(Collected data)

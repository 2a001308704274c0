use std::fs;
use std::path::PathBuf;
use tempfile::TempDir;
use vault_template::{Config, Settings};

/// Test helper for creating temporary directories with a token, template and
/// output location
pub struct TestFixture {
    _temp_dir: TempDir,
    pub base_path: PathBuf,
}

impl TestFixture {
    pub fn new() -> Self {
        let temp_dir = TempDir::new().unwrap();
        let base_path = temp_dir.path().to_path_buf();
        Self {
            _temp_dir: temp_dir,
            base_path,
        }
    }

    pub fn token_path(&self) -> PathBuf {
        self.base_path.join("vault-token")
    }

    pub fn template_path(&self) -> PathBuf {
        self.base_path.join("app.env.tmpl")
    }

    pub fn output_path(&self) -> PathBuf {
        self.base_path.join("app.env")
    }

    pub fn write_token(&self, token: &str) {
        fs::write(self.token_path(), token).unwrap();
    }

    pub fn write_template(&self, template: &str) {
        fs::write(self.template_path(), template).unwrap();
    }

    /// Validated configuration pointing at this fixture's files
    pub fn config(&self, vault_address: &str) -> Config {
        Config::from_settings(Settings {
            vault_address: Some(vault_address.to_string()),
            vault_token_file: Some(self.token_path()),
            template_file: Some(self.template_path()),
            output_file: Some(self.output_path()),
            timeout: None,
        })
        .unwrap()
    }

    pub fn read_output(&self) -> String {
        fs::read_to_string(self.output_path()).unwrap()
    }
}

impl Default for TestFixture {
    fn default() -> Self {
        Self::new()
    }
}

• _What you need to do_: Scan the records above, then copy out each line that mentions "TempDir".

• _Task answer_:
use tempfile::TempDir;
    _temp_dir: TempDir,
        let temp_dir = TempDir::new().unwrap();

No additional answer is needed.